Technology has given us lots of new, creative, and nasty ways to kill people; that's one side of it that I'd be happy to give up. To compliment that, though, it's given us incredibly and nearly miraculous ways to save lives, too, which perhaps balances out the darker uses. (Granted, it's still far easier to kill a lot of people than it is to save a lot of lives, but still.)
I used to think that my distrust of a lot of technology was from a lack of understanding it. I don't think that's true anymore . . . generally speaking, I know why my computer works, I can explain the principle of flight, and I understand how the fridge generates cold air to keep my milk cold.
However, I don't seem to be able to comprehend "Input Selector". Maybe it is just a lack of the proper terminology on my part. Did you know that, much like The Hitchhiker's Guide to the Galaxy, Ted's stereo doesn't have an 'off' button? It's got a 'Standby' button. With a little red light next to it.

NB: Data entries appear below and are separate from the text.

impl FileSystemManager {
    pub fn builder() -> FileSystemManagerBuilder {
        FileSystemManagerBuilder {
            providers: HashMap::new(),
        }
    }

    /// The file-object cache shared by this manager's filesystems.
    pub fn cache(&self) -> &Arc<FilesCache> {
        &self.inner.cache
    }

    pub fn has_provider(&self, scheme: &str) -> bool {
        self.inner.providers.contains_key(scheme)
    }

    /// The registered schemes, sorted.
    pub fn schemes(&self) -> Vec<&str> {
        let mut schemes: Vec<&str> = self.inner.providers.keys().map(String::as_str).collect();
        schemes.sort_unstable();
        schemes
    }

    /// Resolves an absolute URI with default options.
    pub fn resolve_file(&self, uri: &str) -> Result<FileObject> {
        self.resolve_file_with_options(uri, &FileSystemOptions::default())
    }

    /// Resolves an absolute URI, dispatching to the provider registered for
    /// its scheme. Layered providers recurse back through here for their
    /// outer URI, so the nesting guard lives at this entry point.
    pub fn resolve_file_with_options(
        &self,
        uri: &str,
        options: &FileSystemOptions,
    ) -> Result<FileObject> {
        if uri.matches('!').count() > MAX_LAYER_DEPTH {
            return Err(VfsError::LayerDepthExceeded {
                max_depth: MAX_LAYER_DEPTH,
            });
        }
        let scheme = parser::extract_scheme(uri).ok_or_else(|| VfsError::MalformedUri {
            uri: uri.to_string(),
            reason: "missing scheme".to_string(),
        })?;
        let provider =
            self.inner
                .providers
                .get(scheme)
                .ok_or_else(|| VfsError::UnknownScheme {
                    scheme: scheme.to_string(),
                })?;
        provider.find_file(self, uri, options)
    }

    /// Resolves a path against a base file. A path carrying a registered
    /// scheme is treated as absolute and may cross into another filesystem;
    /// anything else resolves within the base's filesystem.
    pub fn resolve_file_relative(&self, base: &FileObject, path: &str) -> Result<FileObject> {
        if let Some(scheme) = parser::extract_scheme(path) {
            if self.has_provider(scheme) {
                return self.resolve_file(path);
            }
        }
        base.resolve(path)
    }

    /// Resolves a name string against a base name, validated against a
    /// scope. Scheme-qualified strings parse as full URIs; crossing into a
    /// different root is only valid in the filesystem-wide scope.
    pub fn resolve_name(&self, base: &FileName, path: &str, scope: NameScope) -> Result<FileName> {
        if parser::extract_scheme(path).is_some() {
            let parsed = FileName::parse_uri(path)?;
            if parsed.root_uri() == base.root_uri() {
                return name::resolve_name(base, parsed.path(), scope);
            }
            if scope != NameScope::FileSystem {
                return Err(VfsError::InvalidScope {
                    base: base.path().to_string(),
                    name: path.to_string(),
                    scope,
                });
            }
            return Ok(parsed);
        }
        name::resolve_name(base, path, scope)
    }

    /// Creates (or reuses) a layered filesystem on top of an existing file,
    /// e.g. an archive, and returns its root. Equivalent to resolving
    /// `scheme:<uri-of-file>!/`.
    pub fn create_layered_file_system(&self, scheme: &str, file: &FileObject) -> Result<FileObject> {
        let uri = format!("{}:{}!/", scheme, file.name().uri());
        self.resolve_file(&uri)
    }

    /// Creates an empty virtual filesystem rooted at `root_uri`. Junctions
    /// added to it splice in subtrees of files resolved through this
    /// manager.
    pub fn create_virtual_file_system(&self, root_uri: &str) -> Result<FileSystem> {
        let root = FileName::parse_uri(root_uri)?.root();
        Ok(FileSystem::new(
            root,
            None,
            FileSystemOptions::default(),
            Box::new(VirtualFileSystemBackend::new()),
            self.inner.cache.clone(),
        ))
    }

    /// Closes every provider's filesystems and drops the whole cache.
    pub fn close_all(&self) {
        for provider in self.inner.providers.values() {
            provider.close_all();
        }
        self.inner.cache.clear_all();
        debug!("manager closed");
    }
}

/// Builder for [`FileSystemManager`].
pub struct FileSystemManagerBuilder {
    providers: HashMap<String, Arc<dyn FileProvider>>,
}

impl FileSystemManagerBuilder {
    /// Registers a provider for a scheme. The same provider may be
    /// registered under several schemes.
    pub fn provider(mut self, scheme: &str, provider: Arc<dyn FileProvider>) -> Self {
        self.providers.insert(scheme.to_string(), provider);
        self
    }

    pub fn build(self) -> FileSystemManager {
        FileSystemManager {
            inner: Arc::new(ManagerInner {
                providers: self.providers,
                cache: Arc::new(FilesCache::new()),
            }),
        }
    }
}
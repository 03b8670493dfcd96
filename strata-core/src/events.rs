//! Change notification for structural file events.

use crate::file::FileObject;

/// Receives change events for one file name.
///
/// Listeners are registered on a [`FileSystem`](crate::fs::FileSystem) for an
/// exact name; events for other names are never delivered. All methods have
/// empty defaults so a listener only implements what it cares about.
///
/// Callbacks run on the thread performing the mutation. A panicking listener
/// propagates to the mutator; the registry snapshots its list before
/// delivering, so one listener can never prevent the others from running.
pub trait FileListener: Send + Sync {
    /// The file was created.
    fn file_created(&self, file: &FileObject) {
        let _ = file;
    }

    /// The file was deleted.
    fn file_deleted(&self, file: &FileObject) {
        let _ = file;
    }

    /// The file's content was changed.
    fn file_changed(&self, file: &FileObject) {
        let _ = file;
    }
}
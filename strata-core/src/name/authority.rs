//! Parsing of the `//[userinfo@]host[:port]` authority component.

use crate::error::{Result, VfsError};
use crate::name::parser;
use std::fmt;

/// The authority component of a network-style name.
///
/// Password components are never written to diagnostic output; `Display`
/// masks them as `:***`.
#[derive(Debug, Clone, PartialEq, Eq, Hash)]
pub struct Authority {
    pub user: Option<String>,
    pub password: Option<String>,
    pub host: String,
    pub port: Option<u16>,
}

impl Authority {
    /// Parses an authority out of the text between `//` and the first `/`.
    pub fn parse(uri: &str, raw: &str) -> Result<Authority> {
        let (userinfo, hostport) = match raw.rfind('@') {
            Some(pos) => (Some(&raw[..pos]), &raw[pos + 1..]),
            None => (None, raw),
        };

        let (user, password) = match userinfo {
            Some(info) => match info.find(':') {
                Some(pos) => (
                    Some(parser::decode(&info[..pos])?),
                    Some(parser::decode(&info[pos + 1..])?),
                ),
                None => (Some(parser::decode(info)?), None),
            },
            None => (None, None),
        };

        let (host, port) = match hostport.rfind(':') {
            Some(pos) => {
                let port = hostport[pos + 1..]
                    .parse::<u16>()
                    .map_err(|_| VfsError::MalformedUri {
                        uri: uri.to_string(),
                        reason: format!("invalid port '{}'", &hostport[pos + 1..]),
                    })?;
                (hostport[..pos].to_string(), Some(port))
            }
            None => (hostport.to_string(), None),
        };

        if host.is_empty() {
            return Err(VfsError::MalformedUri {
                uri: uri.to_string(),
                reason: "empty host".to_string(),
            });
        }

        Ok(Authority {
            user,
            password,
            host: parser::decode(&host)?,
            port,
        })
    }

    /// Appends this authority to a URI buffer.
    ///
    /// The password is included only when `with_password` is set; otherwise
    /// it is masked.
    pub fn append_to(&self, buffer: &mut String, with_password: bool) {
        if let Some(user) = &self.user {
            buffer.push_str(&parser::encode(user, &['@', ':', '/']));
            if let Some(password) = &self.password {
                buffer.push(':');
                if with_password {
                    buffer.push_str(&parser::encode(password, &['@', ':', '/']));
                } else {
                    buffer.push_str("***");
                }
            }
            buffer.push('@');
        }
        buffer.push_str(&self.host);
        if let Some(port) = self.port {
            buffer.push(':');
            buffer.push_str(&port.to_string());
        }
    }
}

impl fmt::Display for Authority {
    fn fmt(&self, f: &mut fmt::Formatter<'_>) -> fmt::Result {
        let mut buffer = String::new();
        self.append_to(&mut buffer, false);
        write!(f, "{}", buffer)
    }
}

#[cfg(test)]
mod tests {
    use super::*;

    #[test]
    fn test_parse_host_only() {
        let auth = Authority::parse("ftp://example.org/a", "example.org").unwrap();
        assert_eq!(auth.host, "example.org");
        assert_eq!(auth.port, None);
        assert_eq!(auth.user, None);
    }

    #[test]
    fn test_parse_full() {
        let auth = Authority::parse("ftp://u:p@h:2121/a", "u:p@h:2121").unwrap();
        assert_eq!(auth.user.as_deref(), Some("u"));
        assert_eq!(auth.password.as_deref(), Some("p"));
        assert_eq!(auth.host, "h");
        assert_eq!(auth.port, Some(2121));
    }

    #[test]
    fn test_parse_rejects_bad_port_and_empty_host() {
        assert!(Authority::parse("ftp://h:x/a", "h:x").is_err());
        assert!(Authority::parse("ftp://:21/a", ":21").is_err());
    }

    #[test]
    fn test_password_is_masked_in_display() {
        let auth = Authority::parse("ftp://u:secret@h/a", "u:secret@h").unwrap();
        assert_eq!(auth.to_string(), "u:***@h");

        let mut with = String::new();
        auth.append_to(&mut with, true);
        assert_eq!(with, "u:secret@h");
    }

    #[test]
    fn test_percent_decoded_userinfo() {
        let auth = Authority::parse("ftp://a%40b:p@h/", "a%40b:p@h").unwrap();
        assert_eq!(auth.user.as_deref(), Some("a@b"));
    }
}
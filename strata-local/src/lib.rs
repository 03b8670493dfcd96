//! # Strata Local
//!
//! Local-disk provider for the Strata virtual filesystem, serving the
//! `file` scheme over `std::fs`. Names take the form
//! `file:///absolute/path`; content streams and random access map directly
//! onto `std::fs::File`.
//!
//! Unix-oriented: hidden-file detection follows the dotfile convention and
//! no Windows path translation is attempted.

mod hooks;
mod provider;

pub use provider::LocalFileProvider;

Either someone with a really wonderful sense of humour added that little feature, or somebody who was frighteningly into buzzwords added it. I'm more inclined to believe it's the latter. I hope I'm wrong.
Generally, though, terminology does make sense to me. It has to, or else I wouldn't be any good at my job. Maybe I should just stay away from stereos.
I think part of my problem is that while I think technology is great, I have this sneaking suspicion that it's about to blow up in my face. Life can't be that easy.
How do you end up in the latter part of the final decade of the twentieth century, with a job in computer technical support, and distrust technology? I don't get it.
It's something that bothers me vaguely, on occassion. I would like to say, "I do this job, I use this hardware, the world is a better place for it, nothing will go wrong."
But gods almighty, can you imagine the chaos that would be caused if suddenly, for no evident reason, everybody's cars stopped working? All the trains shut down, the planes fell out of the air, and the only mode of transportation we had were our feet? Oh, sure: we'd recover, but there would be mass starvation in big cities, places where all the food is brought in by truck because there's no farmland anywhere nearby. People who lived more than a few miles from work wouldn't be able to get there in any reasonable amount of time, and even those who only lived a few miles might not be willing to make the walk.
I am reminded of the scene in L.A. Story, in which Steve Martin goes to visit a friend. The woman with him suggests they walk to the friend's house. Martin says, "Walk? Who walks in L.A.?" He then gets into his car, puts it in neutral, and, with his door open, kicks the car down the street the fifty or so feet to his friend's house. People with this mindset (perhaps exaggerated) are not going to walk to work.
Of course, that'd be the perfect opportunity to discover just how vital most of the jobs out there are. How's that for an ego-boost? Can't get to work, your boss calls and says, "Gee, we realized we don't need you, don't bother coming back if your car starts working again." I can see it.
And I can see that leading to problems that would make today's crime rates look like a baby scribbling on a wall.
Oh, I'm not suggesting that this scenario is particularly likely. But it's this trend of thought that leads me to eye technology with a trace of skeptisism. Gods know I love it. I just want to remember that life is hardly impossible without it.
Huh. I guess that's the root of my distrust: a thread of pessimism. I don't want it to all blow up, but I don't want to find myself debillitated if it does.
I still wish "Input Selector" were labeled as "Change Modes", or something, though.